◆ TASK TO COMPLETE:
Reproduce, exactly and in full, only the lines below from the one containing "use super::*;" through the one containing "let id = ProposalId::new(3, 9);".

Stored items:
---+---

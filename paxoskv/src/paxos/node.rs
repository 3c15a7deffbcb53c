//! Paxos node implementation
//!
//! A node is proposer, acceptor and learner for every key at once. Its mutable
//! state sits behind one lock that is only ever held for a synchronous state
//! transition; all fan-out to other nodes happens after the lock is released.

use std::collections::HashMap;
use std::sync::{Arc, Mutex, MutexGuard, PoisonError};

use futures::future::join_all;
use log::{debug, info, warn};
use once_cell::sync::OnceCell;
use tokio::sync::oneshot;
use tokio::time::{self, Duration, Instant};

use crate::error::KvError;
use crate::metrics;
use crate::paxos::acceptor::{AcceptorEntry, AcceptorState, Promise};
use crate::paxos::learner::{LearnRecord, LearnerQuorum};
use crate::paxos::liveness::Availability;
use crate::paxos::operation::Operation;
use crate::paxos::proposal::{ProposalId, ProposalIdGenerator};
use crate::paxos::quorum::{accept_targets, quorum, PrepareOutcome, Tally};
use crate::paxos::{NodeId, Peer, StateMachine};

struct NodeState<S> {
    acceptor: AcceptorState,
    learner: LearnerQuorum,
    machine: S,
    availability: Availability,
    // proposer side completions, keyed by the proposal they wait for
    pending: HashMap<ProposalId, oneshot::Sender<bool>>,
}

/// Removes a proposal's pending completion on every exit from `propose`,
/// including when the round's future is dropped part way through.
struct PendingGuard<'a, S: StateMachine> {
    node: &'a Node<S>,
    id: ProposalId,
}

impl<S: StateMachine> Drop for PendingGuard<'_, S> {
    fn drop(&mut self) {
        self.node.state().pending.remove(&self.id);
    }
}

pub struct Node<S: StateMachine> {
    id: NodeId,
    learn_wait: Duration,
    peers: OnceCell<Vec<Arc<dyn Peer>>>,
    // held for a whole round, so client writes on one node run one at a time
    proposer: tokio::sync::Mutex<ProposalIdGenerator>,
    state: Mutex<NodeState<S>>,
}

impl<S: StateMachine> Node<S> {
    pub fn new(id: NodeId, machine: S, learn_wait: Duration) -> Self {
        Node {
            id,
            learn_wait,
            peers: OnceCell::new(),
            proposer: tokio::sync::Mutex::new(ProposalIdGenerator::new(id)),
            state: Mutex::new(NodeState {
                acceptor: AcceptorState::new(),
                learner: LearnerQuorum::new(),
                machine,
                availability: Availability::default(),
                pending: HashMap::new(),
            }),
        }
    }

    pub fn id(&self) -> NodeId {
        self.id
    }

    /// Installs the fixed replica set. The list is the acceptor set and the
    /// learner set at once and must include this node.
    pub fn set_peers(&self, peers: Vec<Arc<dyn Peer>>) -> Result<(), KvError> {
        self.peers.set(peers).map_err(|_| KvError::AlreadyWired)
    }

    fn peers(&self) -> Result<&[Arc<dyn Peer>], KvError> {
        self.peers
            .get()
            .map(|peers| peers.as_slice())
            .ok_or(KvError::NotWired)
    }

    pub fn cluster_size(&self) -> usize {
        self.peers.get().map(|peers| peers.len()).unwrap_or(0)
    }

    fn state(&self) -> MutexGuard<'_, NodeState<S>> {
        self.state.lock().unwrap_or_else(PoisonError::into_inner)
    }

    pub async fn put(&self, key: String, value: String) -> Result<(), KvError> {
        self.submit(Operation::Put { key, value }).await
    }

    pub async fn delete(&self, key: String) -> Result<(), KvError> {
        self.submit(Operation::Delete { key }).await
    }

    /// Reads the local store without a consensus round; may be stale.
    pub fn get(&self, key: &str) -> Option<String> {
        self.state().machine.get(key)
    }

    pub fn contains_key(&self, key: &str) -> bool {
        self.state().machine.contains_key(key)
    }

    async fn submit(&self, operation: Operation) -> Result<(), KvError> {
        let mut ids = self.proposer.lock().await;
        let id = ids.next();
        let key = operation.key().to_string();
        if self.propose(id, operation).await? {
            Ok(())
        } else {
            Err(KvError::NotApplied { key })
        }
    }

    /// Runs one full round for `operation` under `id`.
    ///
    /// Returns the apply result reported by this node's learner. There is no
    /// retry: a round that misses the quorum fails and the caller decides.
    pub async fn propose(&self, id: ProposalId, operation: Operation) -> Result<bool, KvError> {
        let peers = self.peers()?;
        let cluster_size = peers.len();
        let (tx, rx) = oneshot::channel();
        self.state().pending.insert(id, tx);
        let _pending = PendingGuard { node: self, id };

        // Step 1: prepare on every acceptor, waiting for all of them
        let outcomes: Vec<PrepareOutcome> = join_all(peers.iter().map(|peer| {
            let operation = operation.clone();
            async move {
                let outcome = PrepareOutcome::from(peer.prepare(id, operation).await);
                metrics::PREPARE_COUNTER_VEC
                    .with_label_values(&[outcome.as_str()])
                    .inc();
                outcome
            }
        }))
        .await;

        // Step 2: tally the promises
        let tally = Tally::count(&outcomes);
        debug!("node {} proposal {} prepare tally {:?}", self.id, id, tally);
        if !tally.has_quorum(cluster_size) {
            metrics::PROPOSAL_COUNTER_VEC
                .with_label_values(&["no_quorum"])
                .inc();
            warn!(
                "node {} proposal {} ({}) got {} of {} required promises",
                self.id,
                id,
                operation,
                tally.promised,
                quorum(cluster_size)
            );
            return Err(KvError::QuorumNotReached {
                promised: tally.promised,
                required: quorum(cluster_size),
            });
        }

        // Step 3: accept on every acceptor that answered
        join_all(accept_targets(&outcomes).into_iter().map(|i| {
            let peer = &peers[i];
            let operation = operation.clone();
            async move {
                if let Err(e) = peer.accept(id, operation).await {
                    warn!("accept {} on node {} failed: {}", id, peer.id(), e);
                }
            }
        }))
        .await;

        // Step 4: wait for the local learner to apply it
        match time::timeout(self.learn_wait, rx).await {
            Ok(Ok(applied)) => {
                metrics::PROPOSAL_COUNTER_VEC
                    .with_label_values(&[if applied { "applied" } else { "rejected" }])
                    .inc();
                Ok(applied)
            }
            _ => {
                metrics::PROPOSAL_COUNTER_VEC
                    .with_label_values(&["not_learned"])
                    .inc();
                warn!("node {} proposal {} was not learned in time", self.id, id);
                Err(KvError::NotLearned(id))
            }
        }
    }

    /// Acceptor prepare. `None` while this node is marked down.
    pub fn prepare(&self, id: ProposalId, operation: &Operation) -> Option<bool> {
        let mut state = self.state();
        if state.availability.is_down(Instant::now()) {
            debug!("node {} is down, ignoring prepare {}", self.id, id);
            return None;
        }
        match state.acceptor.promise(id, operation) {
            Promise::Granted => Some(true),
            Promise::Refused { highest } => {
                debug!(
                    "node {} refused prepare {} for {}, holds {}",
                    self.id,
                    id,
                    operation.key(),
                    highest
                );
                Some(false)
            }
        }
    }

    /// Acceptor accept. Forwards the proposal to every learner unless this
    /// node is down or has promised something newer for the key.
    pub async fn accept(&self, id: ProposalId, operation: Operation) -> Result<(), KvError> {
        let admitted = {
            let mut state = self.state();
            if state.availability.is_down(Instant::now()) {
                debug!("node {} is down, ignoring accept {}", self.id, id);
                return Ok(());
            }
            state.acceptor.admits(&id, operation.key())
        };
        if !admitted {
            debug!(
                "node {} dropped accept {} for {}",
                self.id,
                id,
                operation.key()
            );
            return Ok(());
        }

        let learners = self.peers()?;
        join_all(learners.iter().map(|learner| {
            let operation = operation.clone();
            async move {
                if let Err(e) = learner.learn(id, operation).await {
                    warn!("learn {} on node {} failed: {}", id, learner.id(), e);
                }
            }
        }))
        .await;
        Ok(())
    }

    /// Learner vote. Applies the operation on the vote that reaches the quorum.
    pub fn learn(&self, id: ProposalId, operation: &Operation) -> Result<(), KvError> {
        let cluster_size = self.peers()?.len();
        let mut state = self.state();
        if !state.learner.vote(id, cluster_size) {
            return Ok(());
        }

        let applied = state.machine.apply(operation);
        state.learner.mark_applied(id, applied);
        metrics::APPLY_COUNTER_VEC
            .with_label_values(&[operation.kind().as_str(), if applied { "ok" } else { "fail" }])
            .inc();
        info!(
            "node {} applied {} under {}: {}",
            self.id, operation, id, applied
        );

        if let Some(waiter) = state.pending.remove(&id) {
            let _ = waiter.send(applied);
        }
        Ok(())
    }

    pub fn mark_unavailable(&self, window: Duration) {
        self.state().availability.mark_down(Instant::now(), window);
    }

    /// Whether the down flag is set, without running the recovery check.
    pub fn is_marked_down(&self) -> bool {
        self.state().availability.down_since().is_some()
    }

    pub fn acceptor_entry(&self, key: &str) -> Option<AcceptorEntry> {
        self.state().acceptor.entry(key).cloned()
    }

    pub fn learn_record(&self, id: &ProposalId) -> Option<LearnRecord> {
        self.state().learner.record(id).copied()
    }
}

#[cfg(test)]
mod tests {
    use super::*;
    use crate::paxos::LocalPeer;
    use crate::state_kv::KvStore;

    fn node() -> Node<KvStore> {
        Node::new(0, KvStore::new(), Duration::from_millis(100))
    }

    #[test]
    fn unwired_node_cannot_learn() {
        let node = node();
        let err = node
            .learn(ProposalId::new(0, 1), &Operation::put("a", "1"))
            .unwrap_err();
        assert!(matches!(err, KvError::NotWired));
        assert_eq!(node.cluster_size(), 0);
    }

    #[test]
    fn prepare_records_the_promise() {
        let node = node();
        let id = ProposalId::new(3, 9);
        assert_eq!(node.prepare(id, &Operation::put("a", "1")), Some(true));
        assert_eq!(node.acceptor_entry("a").unwrap().proposal, id);
        assert_eq!(
            node.prepare(ProposalId::new(1, 8), &Operation::put("a", "2")),
            Some(false)
        );
    }

    /// A replica that never answers a prepare.
    struct Silent;

    #[async_trait::async_trait]
    impl Peer for Silent {
        fn id(&self) -> NodeId {
            1
        }

        async fn prepare(&self, _: ProposalId, _: Operation) -> Result<Option<bool>, KvError> {
            std::future::pending().await
        }

        async fn accept(&self, _: ProposalId, _: Operation) -> Result<(), KvError> {
            Ok(())
        }

        async fn learn(&self, _: ProposalId, _: Operation) -> Result<(), KvError> {
            Ok(())
        }
    }

    #[tokio::test(start_paused = true)]
    async fn abandoned_round_leaves_no_pending_completion() {
        let node = node();
        node.set_peers(vec![Arc::new(Silent) as Arc<dyn Peer>]).unwrap();

        let round = node.propose(ProposalId::new(0, 1), Operation::put("a", "1"));
        assert!(time::timeout(Duration::from_secs(5), round).await.is_err());
        assert!(node.state().pending.is_empty());
    }

    #[tokio::test]
    async fn failed_round_leaves_no_pending_completion() {
        let node = Arc::new(node());
        node.set_peers(vec![Arc::new(LocalPeer::new(&node)) as Arc<dyn Peer>])
            .unwrap();
        node.mark_unavailable(Duration::from_secs(100));

        let err = node
            .propose(ProposalId::new(0, 1), Operation::put("a", "1"))
            .await
            .unwrap_err();
        assert!(matches!(
            err,
            KvError::QuorumNotReached {
                promised: 0,
                required: 1
            }
        ));
        assert!(node.state().pending.is_empty());
    }

    #[tokio::test]
    async fn down_node_drops_accept_before_reaching_learners() {
        let node = node();
        let id = ProposalId::new(0, 5);
        let op = Operation::put("a", "1");
        assert_eq!(node.prepare(id, &op), Some(true));

        // unwired, so anything past the availability check would be NotWired
        node.mark_unavailable(Duration::from_secs(100));
        node.accept(id, op).await.unwrap();
        assert!(node.learn_record(&id).is_none());
    }

    #[tokio::test(start_paused = true)]
    async fn down_node_ignores_prepare_until_window_elapses() {
        let node = node();
        node.mark_unavailable(Duration::from_secs(100));

        let op = Operation::put("a", "1");
        assert_eq!(node.prepare(ProposalId::new(0, 1), &op), None);
        assert!(node.acceptor_entry("a").is_none());

        time::advance(Duration::from_secs(99)).await;
        assert_eq!(node.prepare(ProposalId::new(0, 2), &op), None);
        assert!(node.acceptor_entry("a").is_none());
        assert!(node.is_marked_down());

        time::advance(Duration::from_secs(1)).await;
        assert_eq!(node.prepare(ProposalId::new(0, 3), &op), Some(true));
        assert!(!node.is_marked_down());
    }
}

---+---

◆ EXPECTED OUTPUT:
    use super::*;
    use crate::paxos::LocalPeer;
    use crate::state_kv::KvStore;

    fn node() -> Node<KvStore> {
        Node::new(0, KvStore::new(), Duration::from_millis(100))
    }

    #[test]
    fn unwired_node_cannot_learn() {
        let node = node();
        let err = node
            .learn(ProposalId::new(0, 1), &Operation::put("a", "1"))
            .unwrap_err();
        assert!(matches!(err, KvError::NotWired));
        assert_eq!(node.cluster_size(), 0);
    }

    #[test]
    fn prepare_records_the_promise() {
        let node = node();
        let id = ProposalId::new(3, 9);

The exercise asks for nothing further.